1 背景调研
1.1 检查robots.txt
在爬取之前检查robots.txt可以最小化爬虫被禁封的可能,而且还能发现和网站结构相关的线索。在本书中获取robots.txt的方式为在完整网站首页后面加上/robots.txt,即http://example.webscraping.com/robots.txt 但是本人在尝试时并没有发现robots.txt,依然是网站的首页。如果哪位大神看到了有思路的话还希望指点一二本文以搜狗为例,获取robots.txt如下所示:
回归到本书中的robots.txt介绍。
在本书中的获取的robots.txt如下(纯手工抄的):
#section 1
User-agent:BadCrawler
Disallow:/
#section 2
User-agent:*
Crawl-delay:5
Disallow:/trap
#section 3
Sitemap: http://example.webscraping.com/sitemap.xml
在section1中,robots.txt禁止用户代理为BadCrawler的爬虫爬取该网站
在section2中,robots.txt规定无论使用哪种用户代理,都应该在下载请求之间给出5秒的抓取延迟。这里的/trap链接用于封禁那些爬取了不允许链接的恶意爬虫。如果访问了这个链接,服务器会封禁你的ip一分钟,甚至永久封禁。
1.2 检查网站地图
网站提供的sitemap文件(1.1中robots.txt中的section3部分)可以帮助爬虫定位网站最新的内容,而无需爬取每一个网页。但是该文件经常存在缺失、过期或者不完整的问题。(在本书提供的链接中依然没有发现sitemap文件)
1.3 估算网站大小
估算网站大小的方式为 site:域名。

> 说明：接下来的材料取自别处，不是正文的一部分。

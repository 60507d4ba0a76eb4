//! Catalog search: one predicate, two result caps.
//!
//! The live suggestion list under the search bar and the full results page share
//! the same routine, [`filter_content`]. They differ only in the result cap and
//! in where they are shown. Neither ranks results; input order is preserved.
//!
//! # Matching
//!
//! An item matches when its title, or any of its genres, contains the query
//! case-insensitively. The empty query matches everything.
//!
//! # Example
//!
//! ```rust
//! use marquee::catalog::filter_content;
//! use marquee::domain::{Content, ContentKind};
//!
//! let items = vec![
//!     Content::new("t1", "Oppenheimer", ContentKind::Movie, 2023),
//!     Content::new("t2", "Wednesday", ContentKind::Series, 2023).with_genres(["Mystery"]),
//! ];
//!
//! let hits = filter_content("MYST", &items, None);
//! assert_eq!(hits.len(), 1);
//! assert_eq!(hits[0].title, "Wednesday");
//! ```

use crate::domain::Content;
use std::collections::HashSet;

/// Maximum number of live suggestions shown while typing.
pub const SUGGESTION_LIMIT: usize = 6;

/// Suggestions and the results page stay empty below this many characters.
pub const MIN_QUERY_CHARS: usize = 2;

/// Returns `true` if the title or any genre contains `query`, ignoring case.
#[must_use]
pub fn matches_query(item: &Content, query: &str) -> bool {
    let needle = fold_case(query);
    contains_folded(&item.title, &needle)
        || item.genres.iter().any(|genre| contains_folded(genre, &needle))
}

/// Lowercases char by char, so every folded char maps back to one source char.
fn fold_case(text: &str) -> String {
    text.chars().flat_map(char::to_lowercase).collect()
}

fn contains_folded(haystack: &str, folded_needle: &str) -> bool {
    fold_case(haystack).contains(folded_needle)
}

/// Filters `items` by [`matches_query`], preserving order.
///
/// When `limit` is `Some(n)`, at most `n` items are returned.
#[must_use]
pub fn filter_content(query: &str, items: &[Content], limit: Option<usize>) -> Vec<Content> {
    let _span = tracing::debug_span!("filter_content",
        query = %query,
        candidates = items.len(),
        limit = ?limit
    ).entered();

    let matching = items.iter().filter(|item| matches_query(item, query)).cloned();
    let results: Vec<Content> = match limit {
        Some(cap) => matching.take(cap).collect(),
        None => matching.collect(),
    };

    tracing::debug!(result_count = results.len(), "search filter applied");
    results
}

/// Keeps the first occurrence of every id, preserving order.
#[must_use]
pub fn unique_by_id<I>(items: I) -> Vec<Content>
where
    I: IntoIterator<Item = Content>,
{
    let mut seen = HashSet::new();
    items
        .into_iter()
        .filter(|item| seen.insert(item.id.clone()))
        .collect()
}

fn long_enough(query: &str) -> bool {
    query.chars().count() >= MIN_QUERY_CHARS
}

/// Live suggestions for text being typed into the search bar.
///
/// Empty until the text reaches [`MIN_QUERY_CHARS`]; capped at
/// [`SUGGESTION_LIMIT`].
#[must_use]
pub fn suggestions(query: &str, corpus: &[Content]) -> Vec<Content> {
    if !long_enough(query) {
        return Vec::new();
    }
    let unique = unique_by_id(corpus.iter().cloned());
    filter_content(query, &unique, Some(SUGGESTION_LIMIT))
}

/// Results for a committed query: uncapped and de-duplicated by id.
///
/// Empty until the query reaches [`MIN_QUERY_CHARS`].
#[must_use]
pub fn full_results(query: &str, corpus: &[Content]) -> Vec<Content> {
    if !long_enough(query) {
        return Vec::new();
    }
    unique_by_id(filter_content(query, corpus, None))
}

/// Character index ranges of every case-insensitive occurrence of `query` in `text`.
///
/// Ranges are `(start, end)` with exclusive end, in char indices of `text`.
/// Matching uses the same case folding as [`matches_query`]; a char that
/// lowercases to several chars is highlighted whole. Adjacent occurrences are
/// merged into one range. Returns nothing for an empty query.
#[must_use]
pub fn highlight_ranges(text: &str, query: &str) -> Vec<(usize, usize)> {
    // Folded chars paired with the index of the source char they came from.
    let haystack: Vec<(char, usize)> = text
        .chars()
        .enumerate()
        .flat_map(|(i, c)| c.to_lowercase().map(move |lower| (lower, i)))
        .collect();
    let needle: Vec<char> = fold_case(query).chars().collect();

    if needle.is_empty() || needle.len() > haystack.len() {
        return vec![];
    }

    let mut ranges: Vec<(usize, usize)> = Vec::new();
    let mut pos = 0;

    while pos + needle.len() <= haystack.len() {
        let window = &haystack[pos..pos + needle.len()];
        let hit = window.iter().zip(&needle).all(|((a, _), b)| a == b);

        if hit {
            let start = window[0].1;
            let end = window[needle.len() - 1].1 + 1;
            match ranges.last_mut() {
                Some(last) if last.1 >= start => last.1 = last.1.max(end),
                _ => ranges.push((start, end)),
            }
            pos += needle.len();
        } else {
            pos += 1;
        }
    }

    ranges
}
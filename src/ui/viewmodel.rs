//! View model types representing renderable UI state.
//!
//! View models are computed from the session by
//! [`Session::compute_viewmodel`](crate::app::Session::compute_viewmodel) and
//! consumed by the renderer. They hold display-ready data only: titles and
//! labels are already formatted, arrow visibility is already decided, and
//! match highlight ranges are precomputed.
//!
//! # Example
//!
//! ```rust
//! use marquee::ui::viewmodel::{EmptyState, NavbarInfo, PageViewModel};
//!
//! let vm = PageViewModel {
//!     navbar: NavbarInfo {
//!         user_name: "User".to_string(),
//!         page_title: "My List",
//!         path: "/my-list".to_string(),
//!         is_scrolled: false,
//!         is_muted: true,
//!         list_count: 0,
//!     },
//!     search_bar: None,
//!     hero: None,
//!     heading: Some("My List".to_string()),
//!     rows: vec![],
//!     grid: vec![],
//!     empty_state: Some(EmptyState {
//!         message: "Your list is empty".to_string(),
//!         subtitle: "Add shows and movies to keep track of what you want to watch.".to_string(),
//!     }),
//!     modal: None,
//! };
//! assert!(vm.rows.is_empty());
//! ```

/// Complete page view model.
#[derive(Debug, Clone, PartialEq, Eq)]
pub struct PageViewModel {
    pub navbar: NavbarInfo,

    /// Present while search is active.
    pub search_bar: Option<SearchBarInfo>,

    /// Hero banner, shown on the home page only.
    pub hero: Option<HeroInfo>,

    /// Page heading for non-home pages.
    pub heading: Option<String>,

    /// Horizontally scrolling rows (home rows or genre shelves).
    pub rows: Vec<RowView>,

    /// Vertical grid of cards (my list, search results).
    pub grid: Vec<CardView>,

    /// Message shown when the page has nothing to display.
    pub empty_state: Option<EmptyState>,

    /// Detail overlay, present while the modal is open.
    pub modal: Option<ModalInfo>,
}

/// Top navigation bar.
#[derive(Debug, Clone, PartialEq, Eq)]
pub struct NavbarInfo {
    pub user_name: String,
    pub page_title: &'static str,
    pub path: String,
    /// Solid background once the page has scrolled past the threshold.
    pub is_scrolled: bool,
    pub is_muted: bool,
    pub list_count: usize,
}

/// Expanded search input and its live suggestions.
#[derive(Debug, Clone, PartialEq, Eq)]
pub struct SearchBarInfo {
    pub text: String,
    pub suggestions: Vec<SuggestionItem>,
}

/// One entry of the suggestion dropdown.
#[derive(Debug, Clone, PartialEq, Eq)]
pub struct SuggestionItem {
    pub title: String,
    /// e.g. "2021 · movie".
    pub meta: String,
    pub is_highlighted: bool,
    /// Char ranges of the title matching the typed text, `(start, end)` exclusive.
    pub highlight_ranges: Vec<(usize, usize)>,
}

/// Featured item banner.
#[derive(Debug, Clone, PartialEq, Eq)]
pub struct HeroInfo {
    pub title: String,
    pub meta: String,
    pub description: String,
    pub is_muted: bool,
    pub in_list: bool,
}

/// One category row or genre shelf.
#[derive(Debug, Clone, PartialEq, Eq)]
pub struct RowView {
    pub id: String,
    pub title: String,
    pub cards: Vec<CardView>,
    pub show_left_arrow: bool,
    pub show_right_arrow: bool,
}

/// A single content card.
#[derive(Debug, Clone, PartialEq, Eq)]
pub struct CardView {
    pub id: String,
    pub title: String,
    /// Rank badge in Top 10 rows.
    pub rank: Option<u8>,
    pub meta: String,
    pub in_list: bool,
    /// Hovered cards also show their genres.
    pub is_hovered: bool,
    pub genres: String,
}

/// Empty page message.
#[derive(Debug, Clone, PartialEq, Eq)]
pub struct EmptyState {
    pub message: String,
    pub subtitle: String,
}

/// Detail overlay for one item.
#[derive(Debug, Clone, PartialEq, Eq)]
pub struct ModalInfo {
    pub title: String,
    pub meta: String,
    pub description: String,
    pub genres: String,
    pub in_list: bool,
    pub is_muted: bool,
    /// Titles of related items ("More Like This").
    pub similar: Vec<String>,
}
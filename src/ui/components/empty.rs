//! Empty state component renderer.

use crate::ui::helpers::centered;
use crate::ui::theme::Theme;
use crate::ui::viewmodel::EmptyState;

/// Appends a centered two-line message.
///
/// ```text
///
///                  Your list is empty
///    Add shows and movies to keep track of what you want to watch.
/// ```
pub fn render_empty_state(out: &mut String, empty: &EmptyState, theme: &Theme, cols: usize) {
    out.push('\n');

    out.push_str(&Theme::fg(&theme.colors.empty_state_fg));
    out.push_str(&centered(&empty.message, cols));
    out.push_str(Theme::reset());
    out.push('\n');

    out.push_str(Theme::dim());
    out.push_str(&Theme::fg(&theme.colors.text_dim));
    out.push_str(&centered(&empty.subtitle, cols));
    out.push_str(Theme::reset());
    out.push('\n');
}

以搜狗为例,输入site:sogou.com即可获得网站大小:
1.4 识别网站所用的技术
首先安装builtwith模块
pip install builtwith
import builtwith
print builtwith.parse('http://example.webscraping.com/')
打印结果为:
{u'javascript-frameworks': [u'jQuery', u'Modernizr', u'jQuery UI'],
u'web-frameworks': [u'Web2py', u'Twitter Bootstrap'],
u'programming-languages': [u'Python'],
u'web-servers': [u'Nginx']}
可以看到本书中示例网站使用了python的Web2py框架等信息。
1.5 寻找网站的所有者
首先安装python-whois
pip install python-whois
import whois
print whois.whois('appspot.com')
打印结果为:
{
"updated_date": [
"2017-02-06 10:26:49",
"2017-02-06T02:26:49-0800"
],
"status": [
"clientDeleteProhibited https://icann.org/epp#clientDeleteProhibited",
"clientTransferProhibited https://icann.org/epp#clientTransferProhibited",
"clientUpdateProhibited https://icann.org/epp#clientUpdateProhibited",
"serverDeleteProhibited https://icann.org/epp#serverDeleteProhibited",
"serverTransferProhibited https://icann.org/epp#serverTransferProhibited",
"serverUpdateProhibited https://icann.org/epp#serverUpdateProhibited",
"clientUpdateProhibited (https://www.icann.org/epp#clientUpdateProhibited)",
"clientTransferProhibited (https://www.icann.org/epp#clientTransferProhibited)",
"clientDeleteProhibited (https://www.icann.org/epp#clientDeleteProhibited)",
"serverUpdateProhibited (https://www.icann.org/epp#serverUpdateProhibited)",
"serverTransferProhibited (https://www.icann.org/epp#serverTransferProhibited)",
"serverDeleteProhibited (https://www.icann.org/epp#serverDeleteProhibited)"
],
"name": "DNS Admin",
"dnssec": "unsigned",
"city": "Mountain View",
"expiration_date": [
"2018-03-10 01:27:55",
"2018-03-09T00:00:00-0800"
],
"zipcode": "94043",
"domain_name": [
"APPSPOT.COM",
"appspot.com"
],
"country": "US",
"whois_server": "whois.markmonitor.com",
"state": "CA",
"registrar": "MarkMonitor, Inc.",
"referral_url": null,
"address": "2400 E. Bayshore Pkwy",
"name_servers": [
"NS1.GOOGLE.COM",
"NS2.GOOGLE.COM",
"NS3.GOOGLE.COM",
"NS4.GOOGLE.COM",
"ns4.google.com",
"ns2.google.com",
"ns3.google.com",
"ns1.google.com"
],
"org": "Google Inc.",
"creation_date": [
"2005-03-10 02:27:55",
"2005-03-09T18:27:55-0800"
],
"emails": [
"abusecomplaints@markmonitor.com",
"dns-admin@google.com"
]
}
可以看到该域名是用于Google App Engine服务的。
2 编写第一个网络爬虫
2.1下载网页
(1)重试下载
下载时遇到的错误经常是临时性的,但是4xx错误发生在请求出现问题时,比如网页不存在,一般不做处理。5xx错误则是发生在服务器端的问题,需要重试下载。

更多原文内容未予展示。